Dunque, il XII secolo è contraddistinto da una serie di situazioni che portano gli studiosi a credere
che il grande evento possa essere esistito, naturalmente con le dovute precauzioni.
Inoltre, la città di Troia, controllando le vie commerciali che vanno verso il mar Nero, si trova,
geograficamente parlando, in un punto strategico.
Sulla Guerra di Troia le nostre fonti sono i poemi di Omero, il quale è considerato dagli stessi greci
come il primo storico, sebbene sapessero bene che si trattava di poesia accompagnata da elementi
fantasiosi (anche se i greci credevano realmente nell’esistenza di Achille, di Ettore, di Menelao
eccetera).
Dunque, bisogna credere ai poemi omerici?
Si tratta di una vexata quaestio sulla quale si è discusso per secoli, ma, oramai, gli studiosi sono
concordi nell’affermare che i poemi omerici, oltre a non rispecchiare la realtà perché intrisa di
riferimenti fantasiosi, riflette un tipo di civiltà che non può essere identificata in una precisa
popolazione; i poemi omerici, pur parlando del periodo palaziale, non riflettono la civiltà micenea e,
a dimostrazione di ciò, ci sono numerosi esempi:
• innanzitutto, nei poemi omerici si parla, oltre che di equipaggiamenti in bronzo (usati anche a
Micene), di armi in ferro; ϝ
• In secondo luogo, il re, definito dai micenei “Wanax" ( άναξ), viene chiamato nei poemi omerici
con il termine “Basileus” (in greco: Βασιλεύς);
• Inoltre, ci sono delle manifestazioni culturali (l’uso del carro ad esempio) espresse nei poemi
omerici che non si trovano nell’età micenea, ma piuttosto sono fenomeni che riflettono la società
successiva a quella micenea, vissuta proprio nei “secoli oscuri”.
Per di più, esistono alcuni aspetti dei poemi omerici che rispecchiano la società coeva all’autore
stesso (VIII/IX secolo): si evince come i poemi omerici siano caratterizzati da una mescolanza
culturale che abbraccia la civiltà micenea, l’età oscura e, infine, la società del IX secolo.

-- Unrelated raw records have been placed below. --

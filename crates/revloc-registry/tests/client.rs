//! Integration tests for `RegistryClient` using wiremock HTTP mocks.

use std::time::{Duration, Instant};

use revloc_registry::{RegistryClient, RegistryError, RegistryLookup};
use wiremock::matchers::{method, path};
use wiremock::{Mock, MockServer, ResponseTemplate};

fn test_client(base_url: &str) -> RegistryClient {
    RegistryClient::with_base_url(base_url, 1, "revloc-test", Duration::from_millis(50))
        .expect("client construction should not fail")
}

fn company_body(name: &str) -> serde_json::Value {
    serde_json::json!({
        "cnpj": "12345678000195",
        "razao_social": name,
        "nome_fantasia": "LOJA CENTRO",
        "logradouro": "RUA DA CONSOLACAO",
        "numero": "100",
        "complemento": "LOJA 2",
        "bairro": "CONSOLACAO",
        "municipio": "SAO PAULO",
        "uf": "SP",
        "cep": "01302000",
        "ddd_telefone_1": "1133334444",
        "email": "contato@lojacentro.com.br",
        "cnae_fiscal_descricao": "Comércio varejista de materiais de construção",
        "descricao_situacao_cadastral": "ATIVA",
        "data_situacao_cadastral": "2005-11-03"
    })
}

#[tokio::test]
async fn lookup_returns_parsed_company() {
    let server = MockServer::start().await;
    Mock::given(method("GET"))
        .and(path("/cnpj/v1/12345678000195"))
        .respond_with(ResponseTemplate::new(200).set_body_json(company_body("LOJA CENTRO LTDA")))
        .mount(&server)
        .await;

    let client = test_client(&server.uri());
    let company = client
        .lookup("12.345.678/0001-95")
        .await
        .expect("company should be found");

    assert_eq!(company.cnpj, "12345678000195");
    assert_eq!(company.company_name.as_deref(), Some("LOJA CENTRO LTDA"));
    assert_eq!(company.trade_name.as_deref(), Some("LOJA CENTRO"));
    assert_eq!(
        company.formatted_address,
        "RUA DA CONSOLACAO, 100, LOJA 2, CONSOLACAO, SAO PAULO, SP, CEP: 01302000"
    );
    assert_eq!(company.neighborhood.as_deref(), Some("CONSOLACAO"));
    assert_eq!(company.status.as_deref(), Some("ATIVA"));
    assert_eq!(company.status_date.as_deref(), Some("2005-11-03"));
    assert_eq!(company.source, "brasilapi");
}

#[tokio::test]
async fn lookup_pads_short_cnpj_before_requesting() {
    let server = MockServer::start().await;
    Mock::given(method("GET"))
        .and(path("/cnpj/v1/02345678000195"))
        .respond_with(ResponseTemplate::new(200).set_body_json(company_body("PADDED LTDA")))
        .expect(1)
        .mount(&server)
        .await;

    let client = test_client(&server.uri());
    assert!(client.lookup("2345678000195").await.is_some());
}

#[tokio::test]
async fn not_found_is_a_plain_miss() {
    let server = MockServer::start().await;
    Mock::given(method("GET"))
        .respond_with(ResponseTemplate::new(404))
        .mount(&server)
        .await;

    let client = test_client(&server.uri());
    let result = client.try_lookup("12345678000195").await;
    assert!(matches!(result, Ok(None)), "got {result:?}");
    assert!(client.lookup("12345678000195").await.is_none());
}

#[tokio::test]
async fn rate_limit_backs_off_once_and_gives_up() {
    let server = MockServer::start().await;
    Mock::given(method("GET"))
        .respond_with(ResponseTemplate::new(429))
        .expect(1)
        .mount(&server)
        .await;

    let client = test_client(&server.uri());
    let start = Instant::now();
    let result = client.try_lookup("12345678000195").await;

    assert!(
        matches!(result, Err(RegistryError::RateLimited { .. })),
        "got {result:?}"
    );
    assert!(start.elapsed() >= Duration::from_millis(50));
}

#[tokio::test]
async fn server_error_is_reported_with_status() {
    let server = MockServer::start().await;
    Mock::given(method("GET"))
        .respond_with(ResponseTemplate::new(502))
        .mount(&server)
        .await;

    let client = test_client(&server.uri());
    let result = client.try_lookup("12345678000195").await;
    assert!(
        matches!(result, Err(RegistryError::UnexpectedStatus { status: 502, .. })),
        "got {result:?}"
    );
    assert!(client.lookup("12345678000195").await.is_none());
}

#[tokio::test]
async fn malformed_body_is_a_deserialize_error() {
    let server = MockServer::start().await;
    Mock::given(method("GET"))
        .respond_with(ResponseTemplate::new(200).set_body_string("<html>oops</html>"))
        .mount(&server)
        .await;

    let client = test_client(&server.uri());
    let result = client.try_lookup("12345678000195").await;
    assert!(
        matches!(result, Err(RegistryError::Deserialize { .. })),
        "got {result:?}"
    );
}

#[tokio::test]
async fn batch_isolates_a_timed_out_id() {
    let server = MockServer::start().await;
    for id in ["11111111000111", "22222222000122", "44444444000144"] {
        Mock::given(method("GET"))
            .and(path(format!("/cnpj/v1/{id}")))
            .respond_with(ResponseTemplate::new(200).set_body_json(company_body(id)))
            .mount(&server)
            .await;
    }
    Mock::given(method("GET"))
        .and(path("/cnpj/v1/33333333000133"))
        .respond_with(
            ResponseTemplate::new(200)
                .set_body_json(company_body("SLOW"))
                .set_delay(Duration::from_secs(3)),
        )
        .mount(&server)
        .await;

    let client = test_client(&server.uri());
    let ids: Vec<String> = vec![
        "11.111.111/0001-11".to_string(),
        "22222222000122".to_string(),
        "33333333000133".to_string(),
        "44444444000144".to_string(),
    ];
    let results = client
        .batch_lookup(&ids, 2, Duration::from_millis(10))
        .await;

    assert_eq!(results.len(), 4);
    assert!(results["33333333000133"].is_none());
    for id in ["11111111000111", "22222222000122", "44444444000144"] {
        let company = results[id].as_ref().expect("company present");
        assert_eq!(company.company_name.as_deref(), Some(id));
    }
}

#[tokio::test]
async fn batch_deduplicates_ids_by_normalized_form() {
    let server = MockServer::start().await;
    Mock::given(method("GET"))
        .and(path("/cnpj/v1/12345678000195"))
        .respond_with(ResponseTemplate::new(200).set_body_json(company_body("ONE")))
        .expect(1)
        .mount(&server)
        .await;

    let client = test_client(&server.uri());
    let ids = vec![
        "12.345.678/0001-95".to_string(),
        "12345678000195".to_string(),
    ];
    let results = client.batch_lookup(&ids, 5, Duration::ZERO).await;
    assert_eq!(results.len(), 1);
}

Un altro spunto didattico viene offerto dal tipo di economia che emerge dai poemi omerici:
guardando, infatti, la reggia di Ulisse, re di Itaca, si accorge che essa veniva gestita dalla famiglia
dell’eroe (economia domestica), a differenza dei palazzi micenei in cui è evidente
un’organizzazione ben precisa (schema verticistico).
Perfino il re dei poemi omerici, Basileus, presenta delle differenze con il Wanax, in quanto è
“primus inter pares”, ossia viene scelto a comando per delle caratteristiche personali: carisma, arte
della retorica e della persuasione, abilità militari (Un tipo di organizzazione politica esemplificata
dall’episodio dei Proci).
Il Basileus dei poemi omerici è circondato da una cerchia di consiglieri, la Boulé, di cui non si ha
traccia nelle tavolette micenee
Alcuni fenomeni culturali riflettono quindi più la società successiva, quella dei secoli oscuri e
addirittura la società contemporanea ad omero cioè quella del IX-VIII secolo.
Questo perché sono racconti di tipo orale, trasmessi in generazione in generazione tramite gli aedi, e
quindi non tutto viene custodito perfettamente.
IMPORTANZA DEI TOPONOMI
I toponimi sono importanti perché si tratta di nomi geografici di località che in età micenea erano
inesistenti (tipo Argo), altri toponimi di cui non sappiamo nulla in età storica (perché scomparse)
ma esistite in età eroica.
C’è una mescolanza di dati geografici.
Leggiamo questi dati geografici in una delle parti più studiate dell’Iliade: il catalogo delle navi.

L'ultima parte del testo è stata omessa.